Soil microbial communities are active during much of the long Arctic winter, despite low temperatures, so overwinter microbial activity is important to global carbon (C) budgets. C-rich Arctic soils are warming more in winter than summer, and warming at low temperatures has disproportionately large effects on respiration rates. Temperature is considered the overriding control on overwinter soil microbial activity. However, our results demonstrate that persistently warm organic tundra soils in winter can lead to starvation of the microbial community for accessible C, despite high total C. Thus, winter respiration cannot be predicted from soil temperature alone. Our goal is to develop a predictive understanding of the biochemical mechanisms controlling the temperature responses of soil respiration in Arctic tundra, particularly the interactions between respiration, enzyme activities, and substrate availability to the microbial community as a function of temperature.
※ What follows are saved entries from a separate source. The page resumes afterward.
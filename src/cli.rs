use clap::{Parser, Subcommand};
use std::path::PathBuf;

#[derive(Parser)]
#[command(name = "xray-ai")]
#[command(about = "X線画像の骨折検出・検査レポート解析クライアント", long_about = None)]
pub struct Cli {
    #[command(subcommand)]
    pub command: Commands,

    /// 詳細ログを出力
    #[arg(short, long, global = true)]
    pub verbose: bool,

    /// 解析APIのベースURL（環境変数・設定ファイルより優先）
    #[arg(long, global = true)]
    pub api_url: Option<String>,
}

#[derive(Subcommand)]
pub enum Commands {
    /// X線画像の骨折検出（フォルダ指定で一括処理）
    Detect {
        /// 画像ファイルまたはフォルダのパス
        #[arg(required = true)]
        path: PathBuf,

        /// 結果JSONの出力先
        #[arg(short, long)]
        output: Option<PathBuf>,

        /// 検出結果画像・Grad-CAM画像の保存先フォルダ
        #[arg(long)]
        save_images: Option<PathBuf>,

        /// 最低表示時間を待たずに結果を表示
        #[arg(long)]
        no_delay: bool,

        /// サブフォルダも再帰的にスキャン
        #[arg(short = 'r', long)]
        recursive: bool,
    },

    /// 検査レポート（PDF/画像）の解析
    Report {
        /// レポートファイルのパス
        #[arg(required = true)]
        file: PathBuf,

        /// 結果JSONの出力先
        #[arg(short, long)]
        output: Option<PathBuf>,

        /// 最低表示時間を待たずに結果を表示
        #[arg(long)]
        no_delay: bool,

        /// 抽出された原文も表示
        #[arg(long)]
        show_source: bool,
    },

    /// 解析サーバーの状態を確認
    Status,

    /// 設定を表示/編集
    Config {
        /// APIのベースURLを設定
        #[arg(long)]
        set_api_url: Option<String>,

        /// 設定を表示
        #[arg(long)]
        show: bool,
    },
}

#[cfg(test)]
mod tests {
    use super::*;

    #[test]
    fn test_parse_detect_folder() {
        let cli = Cli::parse_from([
            "xray-ai", "detect", "scans", "-r", "--no-delay", "--save-images", "out",
        ]);
        match cli.command {
            Commands::Detect { path, recursive, no_delay, save_images, output } => {
                assert_eq!(path, PathBuf::from("scans"));
                assert!(recursive);
                assert!(no_delay);
                assert_eq!(save_images, Some(PathBuf::from("out")));
                assert!(output.is_none());
            }
            _ => panic!("expected detect"),
        }
    }

    #[test]
    fn test_global_api_url_after_subcommand() {
        let cli = Cli::parse_from([
            "xray-ai", "report", "labs.pdf", "--api-url", "http://10.0.0.5:8000", "-v",
        ]);
        assert_eq!(cli.api_url.as_deref(), Some("http://10.0.0.5:8000"));
        assert!(cli.verbose);
        assert!(matches!(cli.command, Commands::Report { show_source: false, .. }));
    }

    #[test]
    fn test_detect_requires_path() {
        assert!(Cli::try_parse_from(["xray-ai", "detect"]).is_err());
    }
}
We propose to answer the questions: when and why is microbial activity in organic tundra soils C limited at low temperatures (-10 to 10 deg. C), and how do responses change with freezing? To answer these questions, we will incubate organic tundra soils under different conditions and temperatures and measure respiration, activities of the enzymes catalyzing different steps of lignocellulose degradation and concentrations of their reaction products, as well as other soluble C forms and microbial metabolites that might fuel and/or reflect microbial activity. With this information we will characterize microbial substrate availability, catalysis, and consumption as a function of temperature. We will use the results to develop mechanistic model predictions of in situ respiration using field soil temperatures monitored at our sites in NW Alaska. Access to EMSL is critical for this research because advanced analytical capabilities (FTICR, NMR, GC-MS, LC-MS) are required to measure changes in microbial C substrates, individual enzyme substrates and reaction products as functions of temperature.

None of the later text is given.